- Al Mazar al Shamali Location in Jordan
- Coordinates: 32°28′21″N 35°47′34″E﻿ / ﻿32.47250°N 35.79278°E
- PAL: 224/208
- Country: Jordan
- Governorate: Irbid Governorate

Population
- • Estimate: 16,000 - 20,000
- Time zone: UTC + 2

= Al-Mazar al-Shamali =

Al-Mazar Al-Shamali (المزار الشمالي) is a city located in the Irbid Governorate of north-western Jordan. It's the capital city of Al Mazar al Shamali District, which is one of the nine districts that constitute the Irbid Governorate of Jordan. It has a population of approximately 20,000 people with the major clans being Al-Jarrah and Al-Shorman.

==Vegetation and agriculture==
The region consists of a series of mountain ranges that reach approximately 780 meters above sea level. It's has sub-humid Mediterranean biome with hot/dry summers and mild/wet winters, which supports many tree species in the southern forested region, such as oak, pistacia, and pine. Lush shrublands are found in other less forested regions.

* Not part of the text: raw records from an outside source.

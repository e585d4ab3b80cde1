use criterion::{Criterion, criterion_group, criterion_main};
use result_inspector::core::Summary;
use result_inspector::filter::FilterCriteria;
use result_inspector::infra::source::{ResultSource, SampleSource};
use result_inspector::models::{Method, Status, TestResult};
use std::hint::black_box;

/// The sample feed repeated until it holds `count` records, with unique ids.
fn large_collection(count: usize) -> Vec<TestResult> {
    let sample = SampleSource.fetch_recent().unwrap();
    (0..count)
        .map(|i| {
            let mut record = sample[i % sample.len()].clone();
            record.id = format!("{}-{}", record.id, i);
            record
        })
        .collect()
}

fn bench_filter(c: &mut Criterion) {
    let results = large_collection(10_000);
    let criteria = FilterCriteria::new()
        .with_query("api/users")
        .with_statuses([Status::Passed, Status::Failed])
        .with_method(Some(Method::new("GET")));

    c.bench_function("filter_apply", |b| {
        b.iter(|| black_box(criteria.apply(black_box(&results))).len());
    });
}

fn bench_summary(c: &mut Criterion) {
    let results = large_collection(10_000);

    c.bench_function("summary_from_results", |b| {
        b.iter(|| Summary::from_results(black_box(&results)));
    });
}

criterion_group!(benches, bench_filter, bench_summary);
criterion_main!(benches);
//! # Configuration Module / 配置模块
//!
//! `Inspector.toml` parsing. Every field is optional; command-line flags override
//! whatever the file sets.
//!
//! `Inspector.toml` 解析。所有字段都是可选的；命令行参数会覆盖文件中的设置。

use anyhow::{Context, Result};
use serde::{Deserialize, Serialize};
use std::fs;
use std::path::{Path, PathBuf};

use crate::core::filter::{FilterCriteria, parse_filter_date};
use crate::core::models::{Method, Status};
use crate::infra::t;

/// Name of the configuration file looked up when `--config` is not given.
pub const DEFAULT_CONFIG_FILE: &str = "Inspector.toml";

/// Default criteria as written in the `[filters]` table.
/// `[filters]` 表中写入的默认过滤条件。
#[derive(Debug, Clone, Default, PartialEq, Eq, Deserialize, Serialize)]
pub struct FilterDefaults {
    #[serde(default, skip_serializing_if = "Option::is_none")]
    pub query: Option<String>,
    #[serde(default, skip_serializing_if = "Vec::is_empty")]
    pub statuses: Vec<Status>,
    #[serde(default, skip_serializing_if = "Option::is_none")]
    pub method: Option<String>,
    /// Calendar day, `YYYY-MM-DD` / 日历日，格式 `YYYY-MM-DD`
    #[serde(default, skip_serializing_if = "Option::is_none")]
    pub date: Option<String>,
}

impl FilterDefaults {
    /// Converts the raw table into criteria, validating method and date.
    /// 将原始表转换为过滤条件，并校验方法与日期。
    pub fn to_criteria(&self) -> Result<FilterCriteria> {
        let method = self
            .method
            .as_deref()
            .map(str::parse::<Method>)
            .transpose()?;
        let date = self.date.as_deref().map(parse_filter_date).transpose()?;

        Ok(FilterCriteria::new()
            .with_query(self.query.clone().unwrap_or_default())
            .with_statuses(self.statuses.iter().copied())
            .with_method(method)
            .with_date(date))
    }
}

/// The whole configuration file.
/// 整个配置文件。
#[derive(Debug, Clone, PartialEq, Eq, Deserialize, Serialize)]
pub struct InspectorConfig {
    /// The language for output messages (e.g., "en", "zh-CN").
    /// When unset the system locale is used.
    /// 输出消息的语言（例如 "en", "zh-CN"）。未设置时使用系统语言。
    #[serde(default, skip_serializing_if = "Option::is_none")]
    pub language: Option<String>,

    /// Results feed on disk. When absent the built-in sample feed is used.
    /// 磁盘上的结果数据源。未设置时使用内置的示例数据。
    #[serde(default, skip_serializing_if = "Option::is_none")]
    pub results: Option<PathBuf>,

    /// Decimal places for the average response time.
    /// 平均响应时间的小数位数。
    #[serde(default = "default_average_precision")]
    pub average_precision: usize,

    #[serde(default)]
    pub filters: FilterDefaults,
}

impl Default for InspectorConfig {
    fn default() -> Self {
        Self {
            language: None,
            results: None,
            average_precision: default_average_precision(),
            filters: FilterDefaults::default(),
        }
    }
}

fn default_average_precision() -> usize {
    2
}

/// Loads the configuration.
///
/// With `path == None` the default file is read if it exists, otherwise defaults
/// are returned. An explicit path must exist and parse.
///
/// 加载配置。`path == None` 时若默认文件存在则读取，否则返回默认值。
/// 显式指定的路径必须存在且可解析。
pub fn load_config(path: Option<&Path>) -> Result<InspectorConfig> {
    let locale = rust_i18n::locale();
    let locale = &*locale;
    let path = match path {
        Some(path) => path.to_path_buf(),
        None => {
            let default_path = PathBuf::from(DEFAULT_CONFIG_FILE);
            if !default_path.exists() {
                tracing::debug!("no {} found, using defaults", DEFAULT_CONFIG_FILE);
                return Ok(InspectorConfig::default());
            }
            default_path
        }
    };

    let content = fs::read_to_string(&path)
        .with_context(|| t!("config_read_failed_path", locale = locale, path = path.display()))?;
    let config = parse_config(&content)
        .with_context(|| t!("config_parse_failed", locale = locale, path = path.display()))?;

    tracing::info!(path = %path.display(), "loaded configuration");
    Ok(config)
}

pub fn parse_config(content: &str) -> Result<InspectorConfig> {
    let config: InspectorConfig = toml::from_str(content)?;
    // Reject bad method/date values at load time.
    config.filters.to_criteria()?;
    Ok(config)
}
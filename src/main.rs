use result_inspector::cli;
use std::process::ExitCode;
use tracing_subscriber::{EnvFilter, fmt, layer::SubscriberExt, util::SubscriberInitExt};

/// Diagnostics go to stderr so stdout stays clean for tables and JSON.
/// Default to `warn` if RUST_LOG is not set.
fn init_tracing() {
    let env_filter = EnvFilter::try_from_default_env().unwrap_or_else(|_| EnvFilter::new("warn"));

    tracing_subscriber::registry()
        .with(env_filter)
        .with(fmt::layer().with_writer(std::io::stderr).with_target(false))
        .init();
}

fn main() -> ExitCode {
    init_tracing();

    match cli::run() {
        Ok(_) => ExitCode::SUCCESS,
        Err(e) => {
            eprintln!("Error: {:#}", e);
            ExitCode::FAILURE
        }
    }
}
//! # Result Inspector Library / Result Inspector 库
//!
//! This library provides the core functionality for the Result Inspector tool,
//! which filters, summarizes and inspects API test-execution records.
//!
//! 此库为 Result Inspector 工具提供核心功能，
//! 用于过滤、汇总和检查 API 测试执行记录。
//!
//! ## Modules / 模块
//!
//! - `core` - Record model, filter criteria, statistics and inspector state
//! - `infra` - Result sources, file system helpers and i18n support
//! - `reporting` - Console, HTML and JSON rendering
//! - `cli` - Command-line interface and commands
//!
//! - `core` - 记录模型、过滤条件、统计和检查器状态
//! - `infra` - 结果数据源、文件系统工具和国际化支持
//! - `reporting` - 控制台、HTML 和 JSON 渲染
//! - `cli` - 命令行接口和命令

pub mod cli;
pub mod core;
pub mod infra;
pub mod reporting;

// Re-export commonly used items
pub use core::config;
pub use core::filter;
pub use core::models;

/// Resolves the locale to use for output.
///
/// An explicitly requested locale wins. Otherwise the system locale is detected;
/// the full locale (e.g., "zh-CN") is tried first, then just the language code
/// (e.g., "en"), and finally the default language ("en").
pub fn resolve_locale(requested: Option<&str>) -> String {
    let locale = requested
        .map(str::to_string)
        .or_else(sys_locale::get_locale)
        .unwrap_or_else(|| "en".to_string());
    let available_locales = rust_i18n::available_locales!();

    let lang = if available_locales.contains(&locale.as_str()) {
        locale.as_str()
    } else {
        locale
            .split('-')
            .next()
            .filter(|lang_code| available_locales.contains(lang_code))
            .unwrap_or("en")
    };

    lang.to_string()
}

// Initialize i18n
rust_i18n::i18n!("locales", fallback = "en");
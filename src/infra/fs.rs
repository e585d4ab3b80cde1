//! # File System Operations Module / 文件系统操作模块
//!
//! Path expansion and output-file helpers shared by the sources and reports.
//!
//! 数据源与报告共用的路径展开和输出文件工具。

use anyhow::{Context, Result};
use std::fs;
use std::path::{Path, PathBuf};

/// Expands `~` and environment variables in a user-supplied path.
///
/// # Arguments
/// * `path` - Path as typed by the user or written in the config file
///
/// # Returns
/// The expanded path, or an error if a referenced variable is undefined
pub fn expand_path(path: &Path) -> Result<PathBuf> {
    let raw = path.to_string_lossy();
    let expanded = shellexpand::full(&raw)
        .with_context(|| format!("Failed to expand path: {}", raw))?;
    Ok(PathBuf::from(expanded.as_ref()))
}

/// Writes `contents` to `path`, creating missing parent directories first.
///
/// # Arguments
/// * `path` - Destination file
/// * `contents` - Bytes to write
pub fn write_file(path: &Path, contents: impl AsRef<[u8]>) -> Result<()> {
    let path = expand_path(path)?;
    if let Some(parent) = path.parent().filter(|p| !p.as_os_str().is_empty()) {
        fs::create_dir_all(parent)
            .with_context(|| format!("Failed to create directory: {}", parent.display()))?;
    }
    fs::write(&path, contents)
        .with_context(|| format!("Failed to write file: {}", path.display()))
}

The region produces many basic crops: wheat, barley, and fruit trees such as peach, apricot, and almond. Olives are one of the most important products in the region, in addition to grapes.

==History==
Al-Mazar Al-Shamali is known to have been an inhabited area during the Iron Age, as well as the Roman, Byzantine, Mamluk, and later Islamic periods. It is mentioned that at the beginning of Ottoman rule, the area was known as Bani Al-A‘sar Subdistrict (Nahiya). By the end of the sixteenth century, it became known as Bani Atiyah Subdistrict, and at the beginning of the nineteenth century it came to be known as Bani Ubaid Subdistrict.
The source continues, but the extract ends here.